Surprisingly, I am really fond of this device -- even though it is pretty much an undocumented hodgepodge of weird crap. However, it is _a lot_ of weird crap in there, and the CPU is interesting.
This Chinese module built by Espressif Systems uses a Tensilica XTensa LX-6 (LX-7 in some newer modules) CPU. I was disappointed but not surprised that Tensilica is a California IP company that collects royalties on its CPU design. As such, there is not much documentation.
A few years ago I picked up a dozen of these $5.00 ESP32 boards, but gave up in disgust when I could not get any documentation -- I refuse to program a computer with an undocumented CPU (unless it is to reverse engineer it, and I was not in the mood).
Today some outdated documentation is available: a large manual documenting the instructions of LX-6 (somewhat dated), a hardware reference manual documenting the mass of registers, and a few related manuals. Just enough to write assembly code.
Original Esp32 modules are actually tiny - maybe 15mm square boards complete with a 3-core CPU, around 260Kb of RAM and a few MB or flash. There is a ton of peripherals: analog and digital pins, timers, touch sensors, caches, memory manager, DMA, and even a WIFI module. The hardware reference manual is scary -- hundreds of pages with peripherals that keep coming.
There are two 32-bit general-purpose cores and a third, low-power, supervisory core. The main cores have 16 registers and RISC instructions that execute from a separate instruction memory; instructions are either 2- or 3- bytes long.
Espressif has a free gcc toolchain, and there is an Arduino toolchain available. Both work, but suck.

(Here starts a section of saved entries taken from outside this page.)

//! Control relay: resolves a pairing code and forwards a command to the
//! receiver holding it.

use tvrelay_common::RelayError;

use crate::protocol::ServerEvent;
use crate::registry::SessionRegistry;

pub const CONTROL_PARAMS_MISSING: &str = "Url Param 'tvcode' or 'ctls' is missing";
pub const EXISTS_PARAM_MISSING: &str = "Url Param 'tvcode' is missing.";

#[derive(Clone)]
pub struct ControlRelay {
    registry: SessionRegistry,
}

impl ControlRelay {
    pub fn new(registry: SessionRegistry) -> Self {
        Self { registry }
    }

    /// Push `command` to the receiver paired under `code`.
    ///
    /// Delivery is fire-and-forget: once the code resolves, a failed push is
    /// logged and the call still succeeds. The session is left in place.
    pub async fn forward_control(
        &self,
        code: Option<&str>,
        command: Option<&str>,
    ) -> Result<(), RelayError> {
        let (Some(code), Some(command)) = (non_empty(code), non_empty(command)) else {
            return Err(RelayError::MissingParameter(CONTROL_PARAMS_MISSING.into()));
        };

        let handle = self
            .registry
            .lookup(code)
            .await
            .ok_or(RelayError::CodeNotFound)?;

        match handle.push(ServerEvent::Control {
            command: command.to_string(),
        }) {
            Ok(()) => {
                tracing::debug!(code = %code, connection = %handle.id(), command = %command, "Control forwarded");
            }
            Err(e) => {
                tracing::warn!(code = %code, connection = %handle.id(), error = %e, "Control push failed");
            }
        }
        Ok(())
    }

    /// Check whether a receiver is paired under `code`.
    pub async fn check_exists(&self, code: Option<&str>) -> Result<(), RelayError> {
        let code =
            non_empty(code).ok_or_else(|| RelayError::MissingParameter(EXISTS_PARAM_MISSING.into()))?;

        if self.registry.exists(code).await {
            Ok(())
        } else {
            Err(RelayError::CodeNotFound)
        }
    }
}

fn non_empty(value: Option<&str>) -> Option<&str> {
    value.filter(|v| !v.is_empty())
}
use serde::{Deserialize, Serialize};

#[derive(Debug, Clone, Default, Serialize, Deserialize)]
#[serde(default)]
pub struct HttpConfig {
    /// Answer every `/control` and `/exists` request with 200, as older
    /// remote clients expect. When false, missing parameters get 400 and
    /// unknown codes get 404.
    pub legacy_status_codes: bool,
}
// This Source Code Form is subject to the terms of the Mozilla Public
// License, v. 2.0. If a copy of the MPL was not distributed with this
// file, You can obtain one at https://mozilla.org/MPL/2.0/.

//! The operations the policy engine needs from the appliance, as a trait.
//!
//! Production uses [`crate::MiddlewareClient`]; the engine's tests use
//! `FakeMiddleware` from [`crate::testing`].

use crate::transport::CallError;
use async_trait::async_trait;
use policy_common::DatasetName;
use policy_common::ReplicationSettings;
use policy_common::ReplicationTaskRecord;
use policy_common::SnapshotName;
use policy_common::SnapshotRecord;
use policy_common::TaskId;

/// Failure while reading observed state. Fetch failures abort the whole
/// reconciliation pass; nothing is applied against state we could not read.
#[derive(Debug, thiserror::Error)]
pub enum FetchError {
    #[error("dataset {0} does not exist")]
    DatasetNotFound(DatasetName),
    #[error("transient failure fetching state")]
    Transient(#[source] CallError),
    #[error("failed to fetch state")]
    Permanent(#[source] CallError),
}

/// Failure while applying a single action. The engine maps `AlreadyExists`
/// and `NotFound` to per-action outcomes rather than treating them as hard
/// failures.
#[derive(Debug, thiserror::Error)]
pub enum ApplyError {
    #[error("resource already exists")]
    AlreadyExists,
    #[error("resource does not exist")]
    NotFound,
    #[error("transient failure applying change")]
    Transient(#[source] CallError),
    #[error("failed to apply change")]
    Permanent(#[source] CallError),
}

#[async_trait]
pub trait MiddlewareApi: Send + Sync {
    /// Lists all snapshots of `dataset` (managed and unmanaged alike).
    async fn list_snapshots(
        &self,
        dataset: &DatasetName,
    ) -> Result<Vec<SnapshotRecord>, FetchError>;

    /// Lists the managed replication tasks whose source is `dataset` or a
    /// descendant of it. Tasks without the managed name prefix are never
    /// returned.
    async fn list_replication_tasks(
        &self,
        dataset: &DatasetName,
    ) -> Result<Vec<ReplicationTaskRecord>, FetchError>;

    /// Lists the datasets nested under `parent`, direct children only
    /// unless `recursive`. Fails with [`FetchError::DatasetNotFound`] if
    /// `parent` itself does not exist.
    async fn list_child_datasets(
        &self,
        parent: &DatasetName,
        recursive: bool,
    ) -> Result<Vec<DatasetName>, FetchError>;

    /// Takes a snapshot, returning its full `dataset@name` identifier.
    async fn create_snapshot(
        &self,
        dataset: &DatasetName,
        name: &SnapshotName,
        recursive: bool,
    ) -> Result<String, ApplyError>;

    /// Destroys the snapshot with the given `dataset@name` identifier.
    async fn delete_snapshot(&self, id: &str) -> Result<(), ApplyError>;

    async fn create_replication_task(
        &self,
        settings: &ReplicationSettings,
    ) -> Result<TaskId, ApplyError>;

    async fn update_replication_task(
        &self,
        id: TaskId,
        settings: &ReplicationSettings,
    ) -> Result<(), ApplyError>;

    async fn delete_replication_task(
        &self,
        id: TaskId,
    ) -> Result<(), ApplyError>;
}
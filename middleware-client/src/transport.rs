// This Source Code Form is subject to the terms of the Mozilla Public
// License, v. 2.0. If a copy of the MPL was not distributed with this
// file, You can obtain one at https://mozilla.org/MPL/2.0/.

//! The two wire transports to the middleware.
//!
//! Both expose the same contract: one method call with positional JSON
//! parameters, one JSON result. Every call carries a bounded timeout; a
//! timeout surfaces as [`CallError::Timeout`] and is never retried here.

use crate::exec::BoxedExecutor;
use crate::exec::ExecutionError;
use crate::exec::HostExecutor;
use async_trait::async_trait;
use serde::Deserialize;
use serde::Serialize;
use serde_json::json;
use serde_json::Value;
use slog::Logger;
use std::sync::atomic::AtomicU64;
use std::sync::atomic::Ordering;
use std::sync::Arc;
use std::time::Duration;

/// Path of the middleware command-line client on the appliance.
pub const MIDCLT: &str = "/usr/bin/midclt";

pub const DEFAULT_TIMEOUT_SECS: u64 = 30;

#[derive(Debug, thiserror::Error)]
pub enum CallError {
    #[error("middleware call timed out")]
    Timeout,
    #[error("failed to invoke middleware client")]
    Execution(#[source] ExecutionError),
    #[error("HTTP request to middleware failed")]
    Http(#[source] reqwest::Error),
    #[error("middleware returned HTTP status {0}")]
    Status(reqwest::StatusCode),
    #[error("middleware rejected {method}: {message}")]
    Rpc { method: String, code: i64, message: String },
    #[error("could not interpret middleware response")]
    Json(#[from] serde_json::Error),
}

impl CallError {
    /// True if retrying the same call later could plausibly succeed.
    pub fn is_transient(&self) -> bool {
        match self {
            CallError::Timeout => true,
            CallError::Execution(err) => err.is_transient(),
            CallError::Http(err) => err.is_timeout() || err.is_connect(),
            CallError::Status(status) => status.is_server_error(),
            CallError::Rpc { .. } | CallError::Json(_) => false,
        }
    }
}

/// Uniform request/response contract to the middleware.
#[async_trait]
pub trait Transport: Send + Sync {
    async fn call(
        &self,
        method: &str,
        params: Vec<Value>,
    ) -> Result<Value, CallError>;
}

/// Which transport to use, chosen by configuration and threaded explicitly
/// into [`crate::MiddlewareClient::new`].
#[derive(Clone, Debug, Serialize, Deserialize)]
#[serde(tag = "method", rename_all = "lowercase")]
pub enum TransportConfig {
    /// Local `midclt` subprocess; only works on the appliance itself.
    Midclt {
        #[serde(default = "default_timeout_secs")]
        timeout_secs: u64,
    },
    /// JSON-RPC 2.0 over HTTP to a remote appliance.
    Rpc {
        url: String,
        api_key: String,
        #[serde(default = "default_timeout_secs")]
        timeout_secs: u64,
    },
}

fn default_timeout_secs() -> u64 {
    DEFAULT_TIMEOUT_SECS
}

#[derive(Debug, thiserror::Error)]
pub enum TransportBuildError {
    #[error("failed to construct HTTP client")]
    Http(#[from] reqwest::Error),
}

impl TransportConfig {
    pub fn build(
        &self,
        log: &Logger,
    ) -> Result<Arc<dyn Transport>, TransportBuildError> {
        match self {
            TransportConfig::Midclt { timeout_secs } => {
                Ok(Arc::new(MidcltTransport::new(
                    log.clone(),
                    Duration::from_secs(*timeout_secs),
                )))
            }
            TransportConfig::Rpc { url, api_key, timeout_secs } => {
                Ok(Arc::new(RpcTransport::new(
                    url.clone(),
                    api_key.clone(),
                    Duration::from_secs(*timeout_secs),
                )?))
            }
        }
    }
}

/// Transport that shells out to `midclt call <method> <params...>`.
pub struct MidcltTransport {
    executor: BoxedExecutor,
}

impl MidcltTransport {
    pub fn new(log: Logger, timeout: Duration) -> Self {
        Self { executor: HostExecutor::new(log, timeout) }
    }

    /// Constructs a transport over an arbitrary executor (tests).
    #[cfg(any(test, feature = "testing"))]
    pub fn with_executor(executor: BoxedExecutor) -> Self {
        Self { executor }
    }
}

#[async_trait]
impl Transport for MidcltTransport {
    async fn call(
        &self,
        method: &str,
        params: Vec<Value>,
    ) -> Result<Value, CallError> {
        let mut command = tokio::process::Command::new(MIDCLT);
        command.arg("call").arg(method);
        for param in &params {
            command.arg(serde_json::to_string(param)?);
        }

        let output = match self.executor.execute(&mut command).await {
            Ok(output) => output,
            Err(ExecutionError::Timeout { .. }) => {
                return Err(CallError::Timeout);
            }
            // midclt reports middleware-level rejections on stderr with a
            // non-zero exit.
            Err(ExecutionError::CommandFailure { stderr, .. }) => {
                return Err(CallError::Rpc {
                    method: method.to_string(),
                    code: -1,
                    message: stderr,
                });
            }
            Err(err) => return Err(CallError::Execution(err)),
        };

        let stdout = String::from_utf8_lossy(&output.stdout);
        let trimmed = stdout.trim();
        if trimmed.is_empty() {
            Ok(Value::Null)
        } else {
            Ok(serde_json::from_str(trimmed)?)
        }
    }
}

/// Transport speaking JSON-RPC 2.0 over HTTP.
pub struct RpcTransport {
    client: reqwest::Client,
    url: String,
    api_key: String,
    next_id: AtomicU64,
}

#[derive(Deserialize)]
struct RpcResponse {
    #[serde(default)]
    result: Option<Value>,
    #[serde(default)]
    error: Option<RpcErrorBody>,
}

#[derive(Deserialize)]
struct RpcErrorBody {
    #[serde(default)]
    code: i64,
    #[serde(default)]
    message: String,
}

impl RpcTransport {
    pub fn new(
        url: String,
        api_key: String,
        timeout: Duration,
    ) -> Result<Self, reqwest::Error> {
        let client = reqwest::Client::builder().timeout(timeout).build()?;
        Ok(Self { client, url, api_key, next_id: AtomicU64::new(1) })
    }
}

#[async_trait]
impl Transport for RpcTransport {
    async fn call(
        &self,
        method: &str,
        params: Vec<Value>,
    ) -> Result<Value, CallError> {
        let id = self.next_id.fetch_add(1, Ordering::Relaxed);
        let body = json!({
            "jsonrpc": "2.0",
            "id": id,
            "method": method,
            "params": params,
        });

        let response = self
            .client
            .post(&self.url)
            .bearer_auth(&self.api_key)
            .json(&body)
            .send()
            .await
            .map_err(|err| {
                if err.is_timeout() {
                    CallError::Timeout
                } else {
                    CallError::Http(err)
                }
            })?;

        let status = response.status();
        if !status.is_success() {
            return Err(CallError::Status(status));
        }

        let rpc: RpcResponse =
            response.json().await.map_err(CallError::Http)?;
        if let Some(error) = rpc.error {
            return Err(CallError::Rpc {
                method: method.to_string(),
                code: error.code,
                message: error.message,
            });
        }
        Ok(rpc.result.unwrap_or(Value::Null))
    }
}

Arduino, well, is arduino. The build is a bit slow, and I hate it for hiding everything from the user, but I guess it's for 'artists' who want to build wearable LED-flashey things without understanding anything.
The main toolchain is a mess, and is _really_ slow, hides all kinds of headers in several hidden directories, and generally sucks. At the end of my investigation I made the mistake of upgrading to the bleeding edge version, which is even more opaque, uses a ton of python build routines (yuck) and has even more unreadable makefiles. It seems to focus on being a 'universal' build system, pulling components hidden god-knows-where with hidden build code.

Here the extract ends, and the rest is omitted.